To argue that high-cost loans are necessary simply cements the market dominance of high-cost lenders and, worse, cements endemic poverty. The industry is seeking asylum in the under-regulated UK market, having been forced out of certain American states and parts of Europe. Other countries are getting a grip on the problem. The debt industry is resisting regulation, claiming that it has the best interests of its customers at heart. I am afraid that that simply will not wash.

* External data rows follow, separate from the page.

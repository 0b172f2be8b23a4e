pub mod op;

use crate::{
    parser::{error::{kind, Error}, Parser, Parse},
    tokenizer::TokenKind,
};
use std::ops::Range;

/// Generates a unit struct for each token kind, as well as a simple [`Parse`] implementation for
/// each token kind. This enables the parser to use and request token kinds as a type, which is
/// much more ergonomic than using a string.
macro_rules! token_kinds {
    ($($name:ident)*) => {
        $(
            #[derive(Clone, Debug, PartialEq)]
            pub(crate) struct $name {
                pub(crate) lexeme: String,
                pub(crate) span: Range<usize>,
            }

            impl Parse for $name {
                fn parse(input: &mut Parser) -> Result<Self, Error> {
                    let token = input.next_token()?;

                    if token.kind == TokenKind::$name {
                        Ok(Self {
                            lexeme: token.lexeme.to_owned(),
                            span: token.span,
                        })
                    } else {
                        Err(Error::new(vec![token.span], kind::UnexpectedToken {
                            expected: &[TokenKind::$name],
                            found: token.kind,
                        }))
                    }
                }
            }
        )*
    };
}

token_kinds!(
    Sub
    Name
    Num
    OpenParen
    CloseParen
);
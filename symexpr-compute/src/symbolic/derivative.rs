//! Symbolic differentiation.
//!
//! The derivative is built by structural recursion over the expression, applying the sum,
//! difference, product, and quotient rules. The result is **not** simplified, and usually
//! contains many trivial terms such as `1 * x` or `x * 0`. Pass it through
//! [`simplify`](crate::symbolic::simplify()) to clean it up.
//!
//! ```
//! use symexpr_compute::symbolic::{derivative, expr::{add, mul}, simplify};
//!
//! // d/dx (x*x + y) = 1*x + x*1 + 0
//! let expr = add(mul("x", "x"), "y");
//! let deriv = derivative(&expr, "x");
//! assert_eq!(deriv, add(add(mul(1, "x"), mul("x", 1)), 0));
//! assert_eq!(simplify(&deriv), add("x", "x"));
//! ```

use symexpr_parser::parser::token::op::BinOpKind;
use super::expr::{add, div, mul, sub, Expr};

/// Returns the derivative of the expression with respect to the variable `var`. Every other
/// variable is treated as a constant.
pub fn derivative(expr: &Expr, var: &str) -> Expr {
    match expr {
        Expr::Num(_) => Expr::Num(0.0),
        Expr::Var(name) => Expr::Num(if name == var { 1.0 } else { 0.0 }),
        Expr::BinOp(op, lhs, rhs) => {
            let lhs_deriv = derivative(lhs, var);
            let rhs_deriv = derivative(rhs, var);
            match op {
                BinOpKind::Add => add(lhs_deriv, rhs_deriv),
                BinOpKind::Sub => sub(lhs_deriv, rhs_deriv),
                // (f*g)' = f'*g + f*g'
                BinOpKind::Mul => add(
                    mul(lhs_deriv, (**rhs).clone()),
                    mul((**lhs).clone(), rhs_deriv),
                ),
                // (f/g)' = (f'*g - f*g') / (g*g)
                BinOpKind::Div => div(
                    sub(mul(lhs_deriv, (**rhs).clone()), mul((**lhs).clone(), rhs_deriv)),
                    mul((**rhs).clone(), (**rhs).clone()),
                ),
            }
        },
    }
}

impl Expr {
    /// Returns the derivative of the expression with respect to the variable `name`, without
    /// simplifying it.
    ///
    /// See [`derivative`] for more information.
    pub fn deriv(&self, name: &str) -> Expr {
        derivative(self, name)
    }
}
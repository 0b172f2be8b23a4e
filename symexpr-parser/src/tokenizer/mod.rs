pub mod token;

use logos::{Lexer, Logos};
pub use token::{Token, TokenKind};

/// Returns an iterator over the token kinds produced by the tokenizer.
pub fn tokenize(input: &str) -> Lexer<TokenKind> {
    TokenKind::lexer(input)
}

/// Returns an owned array containing all of the tokens produced by the tokenizer. This allows us
/// to backtrack in case of an error.
///
/// Input the lexer cannot match is kept as a [`TokenKind::Symbol`] token, so that the parser can
/// report it.
pub fn tokenize_complete(input: &str) -> Box<[Token]> {
    let mut lexer = tokenize(input);
    let mut tokens = Vec::new();

    while let Some(kind) = lexer.next() {
        tokens.push(Token {
            span: lexer.span(),
            kind: kind.unwrap_or(TokenKind::Symbol),
            lexeme: lexer.slice(),
        });
    }

    tokens.into_boxed_slice()
}

#[cfg(test)]
mod tests {
    use super::*;

    /// Compares the tokens produced by the tokenizer to the raw expected tokens.
    fn compare_tokens<'source, const N: usize>(input: &'source str, expected: [(TokenKind, &'source str); N]) {
        let mut lexer = tokenize(input);

        for (expected_kind, expected_lexeme) in expected.into_iter() {
            assert_eq!(lexer.next(), Some(Ok(expected_kind)));
            assert_eq!(lexer.slice(), expected_lexeme);
        }

        assert_eq!(lexer.next(), None);
    }

    #[test]
    fn basic_expr() {
        compare_tokens(
            "(x + 2)",
            [
                (TokenKind::OpenParen, "("),
                (TokenKind::Name, "x"),
                (TokenKind::Whitespace, " "),
                (TokenKind::Add, "+"),
                (TokenKind::Whitespace, " "),
                (TokenKind::Num, "2"),
                (TokenKind::CloseParen, ")"),
            ],
        );
    }

    #[test]
    fn numbers_and_names() {
        compare_tokens(
            "6.1010 .5 3. x_1 _tmp",
            [
                (TokenKind::Num, "6.1010"),
                (TokenKind::Whitespace, " "),
                (TokenKind::Num, ".5"),
                (TokenKind::Whitespace, " "),
                (TokenKind::Num, "3."),
                (TokenKind::Whitespace, " "),
                (TokenKind::Name, "x_1"),
                (TokenKind::Whitespace, " "),
                (TokenKind::Name, "_tmp"),
            ],
        );
    }

    #[test]
    fn minus_is_separate_token() {
        compare_tokens(
            "(x--3)",
            [
                (TokenKind::OpenParen, "("),
                (TokenKind::Name, "x"),
                (TokenKind::Sub, "-"),
                (TokenKind::Sub, "-"),
                (TokenKind::Num, "3"),
                (TokenKind::CloseParen, ")"),
            ],
        );
    }

    #[test]
    fn unrecognized_symbols() {
        compare_tokens(
            "(x#y)\t^",
            [
                (TokenKind::OpenParen, "("),
                (TokenKind::Name, "x"),
                (TokenKind::Symbol, "#"),
                (TokenKind::Name, "y"),
                (TokenKind::CloseParen, ")"),
                (TokenKind::Whitespace, "\t"),
                (TokenKind::Symbol, "^"),
            ],
        );
    }

    #[test]
    fn complete_tokens_keep_spans() {
        let tokens = tokenize_complete("(ab * 12)");
        let spans = tokens.iter().map(|token| token.span.clone()).collect::<Vec<_>>();
        assert_eq!(spans, vec![0..1, 1..3, 3..4, 4..5, 5..6, 6..8, 8..9]);
        assert_eq!(tokens[1].lexeme, "ab");
        assert_eq!(tokens[5].kind, TokenKind::Num);
    }
}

The motion before the House does not propose to outlaw short-term lending or impose a cap on APRs. It simply asks the Government to agree to curb the worst excesses of the credit and debt industry. The Office of Fair Trading recognises that there are problems with this market, and it is beginning to regulate more closely. But the regulation that counts, the one that will actually make a difference, is the one that cuts the cost. There are many problems with this market, but the biggest problem for consumers is the spiralling cost of the loans. Loans are rolled over and charges are added until they become not an occasional crutch but the only means of getting by. Consumers become trapped in a cycle of debt. How different this reality is from the fun, free-and-easy way in which high-cost lenders and debt management companies market their products.

My hon. Friend the Member for Walthamstow (Stella Creasy) has explained carefully that the motion attempts to bring about a cap not on the APR but rather on the total cost of credit. The motion does not prescribe a particular cap or propose anything that might cause credit to be unavailable to those who need it. The motion has been carefully crafted to bring about a limit on the overall costs. It does not propose a requirement for a new regulatory body and it will not close down short-term lending.

The motion does not condemn debt. Debt is a necessary part of modern life. It enables us to get married, to go to university and to buy a house or a car. It gets many people through life’s emergencies, such as a broken washing machine or unexpected travel, but it is not right that those least able to afford high charges, those who are in desperate situations and unlikely to shop around, should have to pay the most.

We know that people are deliberately targeted by high-cost lenders in their marketing and are enticed into taking loans they cannot afford. These are the people for whom the normalisation of high-cost lending has the cruellest consequences. Time is up for the worst of these expensive loans. It is up to this House to tell the Government it wants to change the rules.

Finally, I would like to pay tribute to the sterling work of my hon. Friend the Member for Walthamstow on this issue. She has demonstrated how the at times confusing procedures of this House can be effectively used to bring forward an important issue and, if good sense prevails, to make a difference. Her tenacity goes to prove that it is always a mistake to confuse gentleness with weakness.

Our concern for this issue is not borne of soft naivety, but from seeing first hand the effects on the lives of our constituents of these exploitative charges for borrowing. I commend this motion to the House.